_To do_
Reproduce the records exactly through the line with "optimized → dispatched".
━━━━━ Provided records
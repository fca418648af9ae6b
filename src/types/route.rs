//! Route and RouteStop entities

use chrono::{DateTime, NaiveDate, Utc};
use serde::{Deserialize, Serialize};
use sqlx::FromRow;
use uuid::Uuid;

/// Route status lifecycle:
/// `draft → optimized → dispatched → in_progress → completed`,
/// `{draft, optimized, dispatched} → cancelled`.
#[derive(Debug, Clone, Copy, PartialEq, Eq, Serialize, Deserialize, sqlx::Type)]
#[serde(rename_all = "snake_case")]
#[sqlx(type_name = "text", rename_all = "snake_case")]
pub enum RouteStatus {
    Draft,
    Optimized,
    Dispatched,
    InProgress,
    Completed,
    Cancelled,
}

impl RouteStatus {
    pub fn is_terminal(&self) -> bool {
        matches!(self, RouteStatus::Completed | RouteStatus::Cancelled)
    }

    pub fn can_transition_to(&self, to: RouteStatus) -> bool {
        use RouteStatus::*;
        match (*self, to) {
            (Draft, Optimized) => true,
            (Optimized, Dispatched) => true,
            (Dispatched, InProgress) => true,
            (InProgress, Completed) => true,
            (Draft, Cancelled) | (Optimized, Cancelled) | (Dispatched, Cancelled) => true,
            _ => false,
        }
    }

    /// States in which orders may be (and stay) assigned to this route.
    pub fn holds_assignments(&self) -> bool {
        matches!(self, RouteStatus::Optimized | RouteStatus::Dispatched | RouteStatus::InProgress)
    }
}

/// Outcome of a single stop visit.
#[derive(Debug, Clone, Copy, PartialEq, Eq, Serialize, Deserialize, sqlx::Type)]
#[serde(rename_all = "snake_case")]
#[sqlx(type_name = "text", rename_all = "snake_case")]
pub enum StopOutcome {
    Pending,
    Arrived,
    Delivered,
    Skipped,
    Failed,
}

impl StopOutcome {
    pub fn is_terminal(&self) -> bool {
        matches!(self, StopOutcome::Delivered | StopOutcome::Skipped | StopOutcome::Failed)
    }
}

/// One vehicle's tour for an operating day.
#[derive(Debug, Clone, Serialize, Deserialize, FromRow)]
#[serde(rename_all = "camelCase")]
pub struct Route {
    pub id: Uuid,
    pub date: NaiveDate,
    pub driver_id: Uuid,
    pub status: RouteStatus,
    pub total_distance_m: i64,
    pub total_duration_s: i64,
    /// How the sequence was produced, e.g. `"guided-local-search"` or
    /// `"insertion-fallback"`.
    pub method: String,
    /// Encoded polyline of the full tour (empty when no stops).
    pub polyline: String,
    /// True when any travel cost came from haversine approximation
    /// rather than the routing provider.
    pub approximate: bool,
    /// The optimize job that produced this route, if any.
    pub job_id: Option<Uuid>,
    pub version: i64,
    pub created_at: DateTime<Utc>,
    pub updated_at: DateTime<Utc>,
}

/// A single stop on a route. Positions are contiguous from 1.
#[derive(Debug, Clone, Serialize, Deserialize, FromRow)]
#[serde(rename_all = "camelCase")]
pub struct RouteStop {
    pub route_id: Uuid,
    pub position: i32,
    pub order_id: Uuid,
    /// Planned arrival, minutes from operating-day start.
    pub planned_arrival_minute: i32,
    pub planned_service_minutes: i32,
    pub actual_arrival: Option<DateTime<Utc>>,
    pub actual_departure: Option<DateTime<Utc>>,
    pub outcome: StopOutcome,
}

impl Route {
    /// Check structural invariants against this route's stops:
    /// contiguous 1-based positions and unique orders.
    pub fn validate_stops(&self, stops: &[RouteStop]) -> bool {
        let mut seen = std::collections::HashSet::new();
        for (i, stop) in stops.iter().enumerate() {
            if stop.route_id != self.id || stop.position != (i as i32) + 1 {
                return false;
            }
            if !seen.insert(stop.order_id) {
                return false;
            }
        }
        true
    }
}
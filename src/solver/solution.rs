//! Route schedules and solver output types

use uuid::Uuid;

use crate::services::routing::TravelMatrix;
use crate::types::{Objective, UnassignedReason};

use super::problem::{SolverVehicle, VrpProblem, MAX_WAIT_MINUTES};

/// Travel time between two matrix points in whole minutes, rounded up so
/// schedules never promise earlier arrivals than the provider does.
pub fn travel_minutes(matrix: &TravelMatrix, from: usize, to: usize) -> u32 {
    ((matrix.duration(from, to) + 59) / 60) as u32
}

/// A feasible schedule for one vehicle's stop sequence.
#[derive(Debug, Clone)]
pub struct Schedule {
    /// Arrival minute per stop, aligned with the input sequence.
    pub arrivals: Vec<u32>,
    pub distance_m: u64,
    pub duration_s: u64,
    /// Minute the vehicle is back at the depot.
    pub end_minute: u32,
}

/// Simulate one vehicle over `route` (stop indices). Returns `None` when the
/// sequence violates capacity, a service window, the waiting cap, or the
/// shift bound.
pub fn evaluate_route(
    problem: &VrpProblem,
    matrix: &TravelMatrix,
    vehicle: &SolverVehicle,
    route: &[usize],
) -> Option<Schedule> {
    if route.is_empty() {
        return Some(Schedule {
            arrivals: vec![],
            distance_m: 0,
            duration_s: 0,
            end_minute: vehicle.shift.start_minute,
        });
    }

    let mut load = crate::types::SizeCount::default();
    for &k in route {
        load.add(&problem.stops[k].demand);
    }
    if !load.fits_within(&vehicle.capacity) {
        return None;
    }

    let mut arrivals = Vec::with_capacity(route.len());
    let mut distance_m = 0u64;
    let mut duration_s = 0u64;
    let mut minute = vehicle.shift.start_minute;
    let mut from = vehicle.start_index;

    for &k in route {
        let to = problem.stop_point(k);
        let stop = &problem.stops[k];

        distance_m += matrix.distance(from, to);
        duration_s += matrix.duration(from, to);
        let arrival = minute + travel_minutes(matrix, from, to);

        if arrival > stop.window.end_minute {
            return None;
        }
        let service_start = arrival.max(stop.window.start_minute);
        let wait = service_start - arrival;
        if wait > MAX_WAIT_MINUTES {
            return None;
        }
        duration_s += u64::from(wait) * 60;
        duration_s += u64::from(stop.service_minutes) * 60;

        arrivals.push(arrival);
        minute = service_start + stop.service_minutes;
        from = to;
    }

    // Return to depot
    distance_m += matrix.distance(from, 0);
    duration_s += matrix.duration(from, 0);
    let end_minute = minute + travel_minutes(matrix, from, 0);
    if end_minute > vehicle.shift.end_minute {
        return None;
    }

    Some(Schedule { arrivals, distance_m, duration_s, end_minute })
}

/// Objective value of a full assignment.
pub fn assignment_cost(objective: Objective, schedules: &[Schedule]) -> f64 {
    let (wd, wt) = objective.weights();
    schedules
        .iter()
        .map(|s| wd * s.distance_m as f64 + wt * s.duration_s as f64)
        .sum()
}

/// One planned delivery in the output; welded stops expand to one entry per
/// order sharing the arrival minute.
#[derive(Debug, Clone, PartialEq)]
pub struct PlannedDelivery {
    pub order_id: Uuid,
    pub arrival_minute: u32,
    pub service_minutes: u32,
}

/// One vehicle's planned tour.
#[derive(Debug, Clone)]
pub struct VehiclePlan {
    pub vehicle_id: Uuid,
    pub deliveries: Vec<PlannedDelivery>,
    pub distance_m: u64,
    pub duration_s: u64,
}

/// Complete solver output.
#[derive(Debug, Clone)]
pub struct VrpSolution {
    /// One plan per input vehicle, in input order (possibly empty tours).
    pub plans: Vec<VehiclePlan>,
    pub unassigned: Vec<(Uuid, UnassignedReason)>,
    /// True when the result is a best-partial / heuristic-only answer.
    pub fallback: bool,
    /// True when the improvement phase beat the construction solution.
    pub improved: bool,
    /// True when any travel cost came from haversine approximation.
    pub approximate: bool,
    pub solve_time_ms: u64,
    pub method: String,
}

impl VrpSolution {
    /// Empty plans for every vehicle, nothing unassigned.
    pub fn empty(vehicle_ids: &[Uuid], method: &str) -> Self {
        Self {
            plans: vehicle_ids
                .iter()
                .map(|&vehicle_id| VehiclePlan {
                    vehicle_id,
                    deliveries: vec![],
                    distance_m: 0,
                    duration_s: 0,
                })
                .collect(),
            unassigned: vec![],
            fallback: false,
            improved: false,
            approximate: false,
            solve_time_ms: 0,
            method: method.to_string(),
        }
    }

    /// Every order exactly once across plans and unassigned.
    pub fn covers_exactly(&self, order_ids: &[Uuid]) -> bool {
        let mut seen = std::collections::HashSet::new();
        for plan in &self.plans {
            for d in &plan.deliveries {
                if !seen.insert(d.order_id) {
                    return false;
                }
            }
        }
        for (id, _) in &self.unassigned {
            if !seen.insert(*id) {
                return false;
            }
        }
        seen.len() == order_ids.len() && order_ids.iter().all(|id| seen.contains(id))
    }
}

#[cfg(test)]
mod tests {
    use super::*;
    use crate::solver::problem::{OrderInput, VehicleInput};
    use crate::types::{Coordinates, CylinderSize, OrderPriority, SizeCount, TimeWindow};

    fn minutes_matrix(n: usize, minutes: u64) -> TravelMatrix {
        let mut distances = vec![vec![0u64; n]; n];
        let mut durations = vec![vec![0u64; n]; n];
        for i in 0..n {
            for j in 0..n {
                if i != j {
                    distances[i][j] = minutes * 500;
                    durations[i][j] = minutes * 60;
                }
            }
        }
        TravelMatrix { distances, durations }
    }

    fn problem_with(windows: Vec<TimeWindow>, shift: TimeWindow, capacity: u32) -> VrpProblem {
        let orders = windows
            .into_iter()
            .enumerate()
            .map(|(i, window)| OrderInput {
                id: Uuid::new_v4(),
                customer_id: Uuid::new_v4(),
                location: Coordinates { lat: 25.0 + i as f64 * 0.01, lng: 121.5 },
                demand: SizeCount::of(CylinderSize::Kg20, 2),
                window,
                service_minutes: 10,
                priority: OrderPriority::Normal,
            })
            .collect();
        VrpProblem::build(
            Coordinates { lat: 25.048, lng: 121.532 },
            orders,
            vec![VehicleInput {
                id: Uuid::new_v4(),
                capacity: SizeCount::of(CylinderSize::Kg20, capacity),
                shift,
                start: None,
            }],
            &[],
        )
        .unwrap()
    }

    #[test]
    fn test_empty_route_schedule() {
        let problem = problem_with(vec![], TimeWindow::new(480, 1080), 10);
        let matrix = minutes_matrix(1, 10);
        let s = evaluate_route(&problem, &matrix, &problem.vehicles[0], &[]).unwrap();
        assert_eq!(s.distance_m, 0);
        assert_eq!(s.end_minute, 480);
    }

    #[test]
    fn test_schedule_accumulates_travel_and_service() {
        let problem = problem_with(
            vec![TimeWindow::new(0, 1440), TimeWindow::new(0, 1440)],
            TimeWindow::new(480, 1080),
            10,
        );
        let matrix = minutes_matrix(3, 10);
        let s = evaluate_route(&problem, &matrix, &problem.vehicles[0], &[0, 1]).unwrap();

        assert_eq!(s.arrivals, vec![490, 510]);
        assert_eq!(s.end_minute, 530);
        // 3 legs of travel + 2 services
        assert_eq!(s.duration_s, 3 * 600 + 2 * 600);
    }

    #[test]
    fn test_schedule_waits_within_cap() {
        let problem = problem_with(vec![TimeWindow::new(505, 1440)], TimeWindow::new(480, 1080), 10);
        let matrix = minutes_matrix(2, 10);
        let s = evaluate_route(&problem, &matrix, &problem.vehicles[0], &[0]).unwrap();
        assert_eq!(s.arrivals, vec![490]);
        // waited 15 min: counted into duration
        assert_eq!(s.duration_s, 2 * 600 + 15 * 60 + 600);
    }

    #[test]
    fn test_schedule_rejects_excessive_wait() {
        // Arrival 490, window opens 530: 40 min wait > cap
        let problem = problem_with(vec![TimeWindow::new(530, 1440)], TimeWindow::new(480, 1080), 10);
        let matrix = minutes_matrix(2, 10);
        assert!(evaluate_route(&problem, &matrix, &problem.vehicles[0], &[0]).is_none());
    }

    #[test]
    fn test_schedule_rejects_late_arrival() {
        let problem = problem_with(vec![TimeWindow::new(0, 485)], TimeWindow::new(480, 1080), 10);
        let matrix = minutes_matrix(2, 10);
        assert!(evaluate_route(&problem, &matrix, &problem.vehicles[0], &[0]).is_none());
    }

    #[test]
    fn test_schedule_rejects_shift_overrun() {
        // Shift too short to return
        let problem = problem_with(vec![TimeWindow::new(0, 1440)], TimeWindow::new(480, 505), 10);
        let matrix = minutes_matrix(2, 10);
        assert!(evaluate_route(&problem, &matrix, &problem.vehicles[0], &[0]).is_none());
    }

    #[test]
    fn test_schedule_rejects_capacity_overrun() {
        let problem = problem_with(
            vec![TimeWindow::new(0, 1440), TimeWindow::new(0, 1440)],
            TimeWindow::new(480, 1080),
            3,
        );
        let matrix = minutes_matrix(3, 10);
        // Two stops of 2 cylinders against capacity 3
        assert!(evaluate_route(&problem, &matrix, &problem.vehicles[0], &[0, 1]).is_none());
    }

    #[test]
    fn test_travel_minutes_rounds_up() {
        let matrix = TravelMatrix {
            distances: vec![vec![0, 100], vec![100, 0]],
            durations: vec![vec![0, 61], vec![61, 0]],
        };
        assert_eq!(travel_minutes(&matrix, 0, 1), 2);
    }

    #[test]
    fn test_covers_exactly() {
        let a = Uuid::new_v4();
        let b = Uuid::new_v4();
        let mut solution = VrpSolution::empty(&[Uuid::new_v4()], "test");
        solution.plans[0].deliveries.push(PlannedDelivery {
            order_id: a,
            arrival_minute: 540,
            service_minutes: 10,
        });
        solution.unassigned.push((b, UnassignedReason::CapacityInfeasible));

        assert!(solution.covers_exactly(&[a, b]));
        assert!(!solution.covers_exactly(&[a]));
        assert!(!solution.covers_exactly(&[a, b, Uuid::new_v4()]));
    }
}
━━━━━━━━━━
_Result_
repository fca418648af9ae6b
filename src/types/route.rs
//! Route and RouteStop entities

use chrono::{DateTime, NaiveDate, Utc};
use serde::{Deserialize, Serialize};
use sqlx::FromRow;
use uuid::Uuid;

/// Route status lifecycle:
/// `draft → optimized → dispatched → in_progress → completed`,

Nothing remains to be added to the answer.